Ich ließ sich Manfred in sein Auto setzen und fotografierte ihn so von mehreren Seiten. Manfred ist fast zwei Meter groß. Eigentlich hätte man in das Dach des Golfs ein Loch schneiden müssen, damit Manfred bequem drin sitzen hätte können.

 

Ich sitze neben der Frau von Manfred im Gerichtssaal des Sozialgerichtes. Manfred selbst geht es sehr schlecht, sodass er besser zu Hause blieb. Uns gegenüber sitzt der große Vorsitzende Richter. Neben ihm zwei Laienrichter. Der Vorsitzende Richter hält mein Gutachten in der Hand. Er meint, er kenne es schon, aber seine beiden Beisitzer nicht. Sie sollen es sich ansehen und ich könne ja ein paar Erläuterungen dazu geben.
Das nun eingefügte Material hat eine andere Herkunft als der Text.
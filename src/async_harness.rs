//! Async harness for startup testing using Tokio.
//!
//! This module provides [`AsyncStartupHarness`], which wraps the
//! synchronous [`StartupTestHarness`] to provide an async API compatible
//! with the Tokio runtime. Blocking device I/O runs on the blocking pool
//! via `spawn_blocking`, so launch choreography can be awaited alongside
//! other test activity.
//!
//! # Example
//!
//! ```rust,no_run
//! # #[cfg(feature = "async-tokio")]
//! # async fn test() -> appstart_testlib::Result<()> {
//! use appstart_testlib::AsyncStartupHarness;
//!
//! let mut harness = AsyncStartupHarness::connect().await?;
//! harness.start_collecting().await?;
//! harness.cold_launch("com.android.settings").await?;
//!
//! let metrics = harness.metrics_snapshot().await;
//! assert!(!metrics.is_empty());
//! # Ok(())
//! # }
//! ```

use std::{
    sync::{Arc, Mutex},
    time::Duration,
};

use tokio::task::spawn_blocking;

use crate::{
    error::{DeviceTestError, Result},
    keys::KeyCode,
    startup::MetricsBag,
    StartupTestHarness,
};

/// Async wrapper around [`StartupTestHarness`].
///
/// The harness is wrapped in an `Arc<Mutex<...>>` and can be cloned to
/// share access across tasks.
#[derive(Debug, Clone)]
pub struct AsyncStartupHarness {
    inner: Arc<Mutex<StartupTestHarness>>,
}

impl AsyncStartupHarness {
    /// Connects to the default adb device.
    pub async fn connect() -> Result<Self> {
        let harness = spawn_blocking(StartupTestHarness::connect)
            .await
            .map_err(join_error)??;
        Ok(Self::from_harness(harness))
    }

    /// Wraps an already-built harness (including scripted ones).
    pub fn from_harness(harness: StartupTestHarness) -> Self {
        Self { inner: Arc::new(Mutex::new(harness)) }
    }

    /// Begins a metric collection session.
    pub async fn start_collecting(&mut self) -> Result<()> {
        self.blocking(|h| h.start_collecting()).await
    }

    /// Ends the metric collection session.
    pub async fn stop_collecting(&mut self) -> Result<()> {
        self.blocking(|h| h.stop_collecting()).await
    }

    /// Force-stops every process of `package`.
    pub async fn force_stop(&mut self, package: &str) -> Result<()> {
        let package = package.to_string();
        self.blocking(move |h| h.device().force_stop(&package)).await
    }

    /// Launches `package` via its launcher intent.
    pub async fn launch_package(&mut self, package: &str) -> Result<()> {
        let package = package.to_string();
        self.blocking(move |h| h.device().launch_package(&package)).await
    }

    /// Injects a key press.
    pub async fn send_keycode(&mut self, key: KeyCode) -> Result<()> {
        self.blocking(move |h| h.device().send_keycode(key)).await
    }

    /// Performs one cold launch of `package` and waits for its metric.
    pub async fn cold_launch(&mut self, package: &str) -> Result<()> {
        let package = package.to_string();
        self.blocking(move |h| h.cold_launch(&package)).await
    }

    /// Performs one warm launch of `package` and waits for its metric.
    pub async fn warm_launch(&mut self, package: &str) -> Result<()> {
        let package = package.to_string();
        self.blocking(move |h| h.warm_launch(&package)).await
    }

    /// Performs one hot launch of `package` and waits for its metric.
    pub async fn hot_launch(&mut self, package: &str) -> Result<()> {
        let package = package.to_string();
        self.blocking(move |h| h.hot_launch(&package)).await
    }

    /// Pumps pending log lines and clones the accumulated metrics.
    pub async fn metrics_snapshot(&self) -> MetricsBag {
        let inner = self.inner.clone();
        spawn_blocking(move || inner.lock().expect("harness lock poisoned").metrics_snapshot())
            .await
            .expect("metrics_snapshot task panicked")
    }

    /// Waits for a condition on the metric map.
    ///
    /// Returns a builder for configuring the wait operation.
    pub fn wait_for_async<F>(&self, condition: F) -> AsyncWaitBuilder<F>
    where
        F: Fn(&MetricsBag) -> bool + Send + Sync + 'static,
    {
        AsyncWaitBuilder::new(self.inner.clone(), condition)
    }

    /// Waits for a metric key to appear.
    pub async fn wait_for_metric_key(&self, key: &str) -> Result<()> {
        let key = key.to_string();
        self.wait_for_async(move |metrics| metrics.contains_key(&key))
            .execute()
            .await
    }

    async fn blocking<T, F>(&self, op: F) -> Result<T>
    where
        T: Send + 'static,
        F: FnOnce(&mut StartupTestHarness) -> Result<T> + Send + 'static,
    {
        let inner = self.inner.clone();
        spawn_blocking(move || op(&mut inner.lock().expect("harness lock poisoned")))
            .await
            .map_err(join_error)?
    }
}

fn join_error(err: tokio::task::JoinError) -> DeviceTestError {
    DeviceTestError::Bridge(format!("blocking task failed: {}", err))
}

/// Builder for a single-condition async wait.
pub struct AsyncWaitBuilder<F> {
    harness: Arc<Mutex<StartupTestHarness>>,
    condition: F,
    timeout: Duration,
    poll_interval: Duration,
}

impl<F> std::fmt::Debug for AsyncWaitBuilder<F> {
    fn fmt(&self, f: &mut std::fmt::Formatter<'_>) -> std::fmt::Result {
        f.debug_struct("AsyncWaitBuilder")
            .field("timeout", &self.timeout)
            .field("poll_interval", &self.poll_interval)
            .finish_non_exhaustive()
    }
}

impl<F> AsyncWaitBuilder<F>
where
    F: Fn(&MetricsBag) -> bool + Send + Sync + 'static,
{
    fn new(harness: Arc<Mutex<StartupTestHarness>>, condition: F) -> Self {
        Self {
            harness,
            condition,
            timeout: Duration::from_secs(5),
            poll_interval: Duration::from_millis(50),
        }
    }

    /// Sets the timeout.
    pub fn timeout(mut self, timeout: Duration) -> Self {
        self.timeout = timeout;
        self
    }

    /// Sets the poll interval.
    pub fn poll_interval(mut self, interval: Duration) -> Self {
        self.poll_interval = interval;
        self
    }

    /// Executes the wait operation.
    pub async fn execute(self) -> Result<()> {
        let start = tokio::time::Instant::now();
        let mut interval = tokio::time::interval(self.poll_interval);
        let condition = Arc::new(self.condition);

        loop {
            interval.tick().await;

            let harness = self.harness.clone();
            let cond = condition.clone();

            let is_met = spawn_blocking(move || {
                let mut h = harness.lock().expect("harness lock poisoned");
                match h.pump() {
                    Ok(()) | Err(DeviceTestError::ShellExited) => {}
                    Err(e) => return Err(e),
                }
                Ok(cond(h.collector().metrics()))
            })
            .await
            .map_err(join_error)??;

            if is_met {
                return Ok(());
            }

            if start.elapsed() >= self.timeout {
                return Err(DeviceTestError::Timeout {
                    timeout_ms: self.timeout.as_millis() as u64,
                });
            }
        }
    }
}

#[cfg(test)]
mod tests {
    use super::*;
    use crate::scripted::ScriptedDevice;

    #[test]
    fn test_snapshot_through_blocking_pool() {
        let device = ScriptedDevice::new();
        device.push_log_line(
            "I/wm_activity_launch_time( 1746): [0,1,com.example.app/.Main,400]",
        );

        let mut sync = StartupTestHarness::builder()
            .with_action_delay(Duration::ZERO)
            .build_scripted(&device);
        sync.start_collecting().unwrap();

        let harness = AsyncStartupHarness::from_harness(sync);
        let metrics = tokio_test::block_on(harness.metrics_snapshot());
        assert!(!metrics.is_empty());
    }

    #[test]
    fn test_clones_share_the_harness() {
        let device = ScriptedDevice::new();
        let sync = StartupTestHarness::builder()
            .with_action_delay(Duration::ZERO)
            .build_scripted(&device);

        let mut a = AsyncStartupHarness::from_harness(sync);
        let b = a.clone();

        tokio_test::block_on(a.start_collecting()).unwrap();
        device.push_log_line(
            "I/wm_activity_launch_time( 1746): [0,1,com.example.app/.Main,400]",
        );
        let metrics = tokio_test::block_on(b.metrics_snapshot());
        assert!(!metrics.is_empty());
    }
}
Er lehnt sich entspannt zurück.

 

Plötzlich schnellt er nach vorn und zeigt auf das eine Foto, wo man Manfred von hinten auf dem Fahrersitz sitzen sieht. Sein Kopf ragt deutlich über der Kopfstütze hervor. Der Vorsitzende Richter schaut mich an und meint, die Kopfstütze wäre aber nicht voll ausgefahren. Doch, entgegne ich. Und man sieht, wie es im Kopf des Vorsitzenden Richters anfängt zu arbeiten und buchstäblich ein Film vor seinen Augen abläuft. Denn er hat dieselbe Größe, wie Manfred.

 

Wie sich letztendlich herausstellte, war die bildliche Vorstellung der ausschlaggebende Punkt für die positive Entscheidung des Richters.